I sat, brooding, at the library table for a full
minute, before it dawned on me that the photo didn't have to be in
Wednesday's papers. Ethan could have spotted the picture in an older
newspaper—a paper from the day before or the day before that. Or it
could have been that he'd gone down to the library like I had, and
combed through months of back issues. Years of them.
That way lay madness.
I dragged myself to my feet and returned to the
stacks. The Tuesday the 15th and Monday the 14th editions of the Post
were the last two papers on the shelves. Anything before them meant
sitting in front of a microfiche machine for hours.
I tried the Tuesday paper first and found nothing.
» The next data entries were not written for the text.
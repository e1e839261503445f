//! CLI domain: parse, route, help, output, and presentation only.
//! No domain orchestration; single route table dispatches to domain services.

mod help;
mod interactive;
mod output;
mod parse;
mod presentation;
mod route;

pub use help::command_name;
pub use output::map_error;
pub use parse::{AgentCommands, Cli, Commands, FileCommands};
pub use presentation::{
    format_auth_user, format_document, format_document_json, format_document_text,
    format_edit_summary,
};
pub use route::RunContext;
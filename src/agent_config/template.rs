//! Initial configuration written for agents that have none yet.

/// Default configuration for a freshly registered agent.
///
/// The auth token is a placeholder; the operator replaces it with the token
/// issued for the agent.
pub fn initial_config(agent_id: &str, agent_name: &str) -> String {
    format!(
        r"[agent]
Agent-ID = {agent_id}
Agent-Name = {agent_name}
AUTH-Token = REDACTED

[backend-api]
base-api = http://localhost:5000
base-endpoint = /api/v1/

[proxy]
proxy-url = None
proxy-auth = None

[adlab.local]
Username = ADLAB\ldapuser
Password = UserPass1234!
LDAP-username = ldapuser@adlab.local
LDAP-query = (&(objectCategory=computer)(operatingSystem=*Windows*))
Max-size = 5M
Num-of-threads = 10
Spider-depth = 2
Excluded-shares = PRINT$ ADMIN$ BACKUP
Extensions = pfx p12 pem key
Excluded-extensions = zip exe tar
Content-regex = ((secret|password|credentials|.*passe)\s{{0,1}}[:=]\S*)
File-regex = (secret|password|credentials|.*passe)
LDAP=389
LDAPS=636
AUTH-Method=NTLM

[query_get_all_windows_servers]
filter = (objectCategory=computer)
attributes = cn, operatingSystem
scope = subtree
base=

[query_get_all_users]
filter = (objectClass=user)
attributes = sAMAccountName, displayName
scope =
base=

[query_get_all_groups]
filter = (&(objectClass=group)(member=*))
attributes = sAMAccountName, displayName, description, member, memberOf, whenCreated, whenChanged
scope = subtree
base="
    )
}
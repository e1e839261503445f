//! CLI output: error mapping from domain errors to stable CLI surface.

use crate::error::ApiError;

/// Map domain/service errors to a string for CLI output.
pub fn map_error(e: &ApiError) -> String {
    match e {
        ApiError::Unauthorized(_) => format!(
            "{}\nSign in to the dashboard and set api.session_cookie (or NETPROTECT__API__SESSION_COOKIE).",
            e
        ),
        ApiError::RequestFailed(_) => format!(
            "{}\nCheck api.base_url or pass --api-url; unsaved edits were not written.",
            e
        ),
        _ => e.to_string(),
    }
}
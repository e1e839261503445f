//! Config loader facade: the single entry point for building settings.

use crate::config::merge::merge_policy;
use crate::config::sources::{environment, global_file, workspace_file};
use crate::config::NetProtectConfig;
use crate::error::ApiError;
use config::File;
use std::path::Path;
use tracing::debug;

/// Loads and validates [`NetProtectConfig`].
pub struct ConfigLoader;

impl ConfigLoader {
    /// Load from defaults, the global file, workspace files, then environment.
    pub fn load(workspace_root: &Path) -> Result<NetProtectConfig, ApiError> {
        let builder = merge_policy::builder_with_defaults()?;
        let builder = global_file::add_to_builder(builder)?;
        let builder = workspace_file::add_to_builder(builder, workspace_root)?;
        let builder = environment::add_to_builder(builder)?;

        let config: NetProtectConfig = builder.build()?.try_deserialize()?;
        config.ensure_valid()?;
        debug!(base_url = %config.api.base_url, "Configuration loaded");
        Ok(config)
    }

    /// Load from one explicit file plus environment overrides.
    pub fn load_from_file(path: &Path) -> Result<NetProtectConfig, ApiError> {
        if !path.exists() {
            return Err(ApiError::ConfigError(format!(
                "Configuration file not found: {}",
                path.display()
            )));
        }
        let builder = merge_policy::builder_with_defaults()?
            .add_source(File::from(path.to_path_buf()).required(true));
        let builder = environment::add_to_builder(builder)?;

        let config: NetProtectConfig = builder.build()?.try_deserialize()?;
        config.ensure_valid()?;
        Ok(config)
    }
}
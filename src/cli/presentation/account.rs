//! Session and edit-result presentation.

use crate::client::AuthUser;
use crate::error::ApiError;
use serde_json::json;

pub fn format_auth_user(user: &AuthUser, base_url: &str, format: &str) -> Result<String, ApiError> {
    if format == "json" {
        let out = json!({ "authenticated": true, "role": user.role, "api": base_url });
        return serde_json::to_string_pretty(&out)
            .map_err(|e| ApiError::InvalidResponse(format!("Failed to render JSON: {}", e)));
    }
    Ok(format!("Signed in to {} (role: {})", base_url, user.role))
}

/// One-line confirmation after a saved edit.
pub fn format_edit_summary(agent_id: &str, action: &str) -> String {
    format!("Agent {}: {}. Configuration saved.", agent_id, action)
}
Then I tried the Monday paper—and got lucky. On the fourth page of
the Monday the 14th Post, the court news page, there was a tiny
mugshot of a middle-aged black man. According to the paragraph
beneath the photo his name was Herbert Talmadge, and he'd been
released from Lexington the week before on parole, after serving
thirteen years of a twenty-to-life sentence for the rape and murder
of a Kentucky nurse. The killing had occurred in Newport in December,
1976, and it must have been particularly brutal or they wouldn't have
printed Talmadge's picture. Talmadge was clearly a bad character, and
that bothered me. But the newspaper picture itself, the tiny mugshot,
was just as unsettling. I sat there and stared at it dumbly for a
full minute, wondering whether my lack of sleep and the general
weirdness of the Pearson case were combining to unhinge me. Simply
put, Herbert Talmadge had the same face as the man in Ethan Pearson's
drawing—the same V-shaped goatee, the same pointed chin, the same
peppery hair and slanted, menacing eyes.
Even allowing for the crudity of a ten-year-old's
drawing skills, the resemblance was close enough to give me a feeling
of déja vu. It must have scared hell out of Ethan Pearson. What I
couldn't imagine was where a ten-year-old kid had run across the
likes of Herbert Talmadge. He had to have seen him somewhere, because
the likeness he'd drawn was just too damn close to be coincidental.
I made a dozen copies of the article on a Xerox
machine. Then I found a phone in the lobby and called Al Foster at
CPD.
"I need another favor, Al," I said. "Get
me a last known address on an ex-con named Herbert Talmadge. He just
did thirteen years in Lexington for rape and murder."
"This have something to do with your missing
persons?" he asked.
"It might."
"I'll see what I can turn up."
"One more thing?"
"We're here to serve and protect you, Harry."